Instructions to follow
Among the records that follow, how many lines contain the word "invalid"? Give the number and no other words.

--- Provided entries ---

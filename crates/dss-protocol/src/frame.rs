//! The DSS frame: one ASCII line exchanged between roles.
//!
//! ```text
//! #<id>,<dest>,<src>,<opcode>[,<data_1>,...,<data_n>],*<checksum>\r\n
//! ```
//!
//! The checksum is the 16-bit wrapping sum of every byte between the leading
//! `#` and the `*` marker (both exclusive, so the comma before `*` counts),
//! written as four hex digits.

use crate::error::{FrameError, FrameResult};
use crate::opcode::Opcode;
use std::fmt;
use std::str::FromStr;

/// First byte of every frame.
pub const FRAME_START: u8 = b'#';

/// Prefix of the checksum field.
pub const CHECKSUM_MARKER: char = '*';

/// Line terminator appended to every serialized frame.
pub const FRAME_TERMINATOR: &str = "\r\n";

/// Field separator.
pub const FIELD_SEPARATOR: char = ',';

/// Header fields every frame must carry: id, destination, source, opcode.
pub const MIN_FIELDS: usize = 4;

/// Compute the checksum of a frame body.
///
/// `body` is everything between `#` and `*`, including the trailing comma.
pub fn checksum(body: &[u8]) -> u16 {
    body.iter()
        .fold(0u16, |acc, &byte| acc.wrapping_add(u16::from(byte)))
}

/// A decoded DSS frame.
#[derive(Debug, Clone, PartialEq, Eq)]
pub struct Frame {
    /// Correlation id (e.g. `I001`). Responses echo the request id.
    pub id: String,
    /// Destination role id.
    pub destination: String,
    /// Source role id.
    pub source: String,
    /// Request or response code.
    pub opcode: Opcode,
    /// Ordered data fields.
    pub data: Vec<String>,
    /// Checksum carried by (or computed for) this frame.
    pub checksum: u16,
}

impl Frame {
    /// Build a frame and compute its checksum.
    pub fn new(
        id: impl Into<String>,
        destination: impl Into<String>,
        source: impl Into<String>,
        opcode: Opcode,
        data: Vec<String>,
    ) -> Self {
        let mut frame = Frame {
            id: id.into(),
            destination: destination.into(),
            source: source.into(),
            opcode,
            data,
            checksum: 0,
        };
        frame.checksum = frame.compute_checksum();
        frame
    }

    /// The text between `#` and `*`, trailing separator included.
    fn body(&self) -> String {
        let mut body = String::with_capacity(32);
        for field in [
            self.id.as_str(),
            self.destination.as_str(),
            self.source.as_str(),
            self.opcode.as_str(),
        ]
        .into_iter()
        .chain(self.data.iter().map(String::as_str))
        {
            body.push_str(field);
            body.push(FIELD_SEPARATOR);
        }
        body
    }

    /// Recompute the checksum over the current fields.
    pub fn compute_checksum(&self) -> u16 {
        checksum(self.body().as_bytes())
    }

    /// Whether the carried checksum matches the fields.
    pub fn is_checksum_valid(&self) -> bool {
        self.checksum == self.compute_checksum()
    }

    /// Serialize to wire bytes, `\r\n` included.
    pub fn encode(&self) -> Vec<u8> {
        let mut text = self.to_string();
        text.push_str(FRAME_TERMINATOR);
        text.into_bytes()
    }

    /// Parse one frame from raw wire bytes.
    ///
    /// A trailing `\r\n` (or bare `\n`) is accepted and ignored.
    pub fn parse(raw: &[u8]) -> FrameResult<Frame> {
        let text = std::str::from_utf8(raw)
            .map_err(|_| FrameError::Format("frame is not valid UTF-8".to_string()))?;
        text.parse()
    }

    /// Data field at `index`, if present.
    pub fn field(&self, index: usize) -> Option<&str> {
        self.data.get(index).map(String::as_str)
    }
}

impl fmt::Display for Frame {
    /// Wire text without the line terminator.
    fn fmt(&self, f: &mut fmt::Formatter<'_>) -> fmt::Result {
        write!(
            f,
            "{}{}{}{:04X}",
            FRAME_START as char,
            self.body(),
            CHECKSUM_MARKER,
            self.checksum
        )
    }
}

impl FromStr for Frame {
    type Err = FrameError;

    fn from_str(raw: &str) -> Result<Self, Self::Err> {
        let line = raw.trim_end_matches(['\r', '\n']);

        let rest = line
            .strip_prefix(FRAME_START as char)
            .ok_or_else(|| FrameError::Format("missing leading '#'".to_string()))?;

        let (fields_text, checksum_text) = rest
            .rsplit_once(",*")
            .ok_or_else(|| FrameError::Format("missing checksum field".to_string()))?;

        let fields: Vec<&str> = fields_text.split(FIELD_SEPARATOR).collect();
        if fields.len() < MIN_FIELDS {
            return Err(FrameError::Format(format!(
                "expected at least {} fields, got {}",
                MIN_FIELDS,
                fields.len()
            )));
        }

        if checksum_text.is_empty()
            || checksum_text.len() > 4
            || !checksum_text.bytes().all(|b| b.is_ascii_hexdigit())
        {
            return Err(FrameError::Format(format!(
                "invalid checksum text {:?}",
                checksum_text
            )));
        }
        let received = u16::from_str_radix(checksum_text, 16)
            .map_err(|_| FrameError::Format(format!("invalid checksum text {:?}", checksum_text)))?;

        // Body spans up to and including the separator before '*'.
        let body_len = fields_text.len() + 1;
        let computed = checksum(&rest.as_bytes()[..body_len]);
        if received != computed {
            return Err(FrameError::Checksum { received, computed });
        }

        let opcode: Opcode = fields[3].parse()?;

        Ok(Frame {
            id: fields[0].to_string(),
            destination: fields[1].to_string(),
            source: fields[2].to_string(),
            opcode,
            data: fields[MIN_FIELDS..].iter().map(|s| s.to_string()).collect(),
            checksum: received,
        })
    }
}

#[cfg(test)]
mod tests {
    use super::*;

    fn sample() -> Frame {
        Frame::new(
            "I001",
            "UDB",
            "RC-RI",
            Opcode::GetRegister,
            vec!["RSTATE_RPT".to_string()],
        )
    }

    #[test]
    fn test_wire_layout() {
        let frame = sample();
        let expected_sum = checksum(b"I001,UDB,RC-RI,GT,RSTATE_RPT,");
        let wire = String::from_utf8(frame.encode()).unwrap();
        assert_eq!(
            wire,
            format!("#I001,UDB,RC-RI,GT,RSTATE_RPT,*{:04X}\r\n", expected_sum)
        );
    }

    #[test]
    fn test_parse_serialize_round_trip() {
        let frame = sample();
        let parsed = Frame::parse(&frame.encode()).unwrap();
        assert_eq!(parsed, frame);
    }

    #[test]
    fn test_parse_without_data() {
        let frame = Frame::new("I042", "RC-RI", "UDB", Opcode::Ok, Vec::new());
        let wire = frame.to_string();
        assert!(wire.contains(",OK,*"));
        let parsed: Frame = wire.parse().unwrap();
        assert!(parsed.data.is_empty());
        assert_eq!(parsed.opcode, Opcode::Ok);
    }

    #[test]
    fn test_lowercase_checksum_accepted() {
        let frame = sample();
        let wire = format!("#I001,UDB,RC-RI,GT,RSTATE_RPT,*{:04x}", frame.checksum);
        let parsed: Frame = wire.parse().unwrap();
        assert_eq!(parsed, frame);
    }

    #[test]
    fn test_missing_start_marker() {
        let wire = sample().to_string();
        let err = wire[1..].parse::<Frame>().unwrap_err();
        assert!(matches!(err, FrameError::Format(_)));
    }

    #[test]
    fn test_too_few_fields() {
        let body = "I001,UDB,RC-RI,";
        let wire = format!("#{}*{:04X}", body, checksum(body.as_bytes()));
        let err = wire.parse::<Frame>().unwrap_err();
        assert!(matches!(err, FrameError::Format(_)), "got {:?}", err);
    }

    #[test]
    fn test_missing_checksum_field() {
        let err = "#I001,UDB,RC-RI,GT,RSTATE_RPT".parse::<Frame>().unwrap_err();
        assert!(matches!(err, FrameError::Format(_)));
    }

    #[test]
    fn test_tampered_checksum() {
        let frame = sample();
        let tampered = format!(
            "#I001,UDB,RC-RI,GT,RSTATE_RPT,*{:04X}",
            frame.checksum.wrapping_add(1)
        );
        let err = tampered.parse::<Frame>().unwrap_err();
        assert_eq!(
            err,
            FrameError::Checksum {
                received: frame.checksum.wrapping_add(1),
                computed: frame.checksum,
            }
        );
    }

    #[test]
    fn test_tampered_body() {
        let wire = sample().to_string().replace("RSTATE_RPT", "RSTATE_REQ");
        let err = wire.parse::<Frame>().unwrap_err();
        assert!(matches!(err, FrameError::Checksum { .. }));
    }

    #[test]
    fn test_unknown_opcode() {
        let body = "I001,UDB,RC-RI,ZZ,";
        let wire = format!("#{}*{:04X}", body, checksum(body.as_bytes()));
        assert_eq!(
            wire.parse::<Frame>(),
            Err(FrameError::UnknownOpcode("ZZ".to_string()))
        );
    }

    #[test]
    fn test_checksum_wraps() {
        let long = "Z".repeat(1000);
        let frame = Frame::new("I001", "UDB", "RC-RI", Opcode::LoadLine, vec![long]);
        assert!(frame.is_checksum_valid());
        assert_eq!(Frame::parse(&frame.encode()).unwrap(), frame);
    }
}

---

Solution
2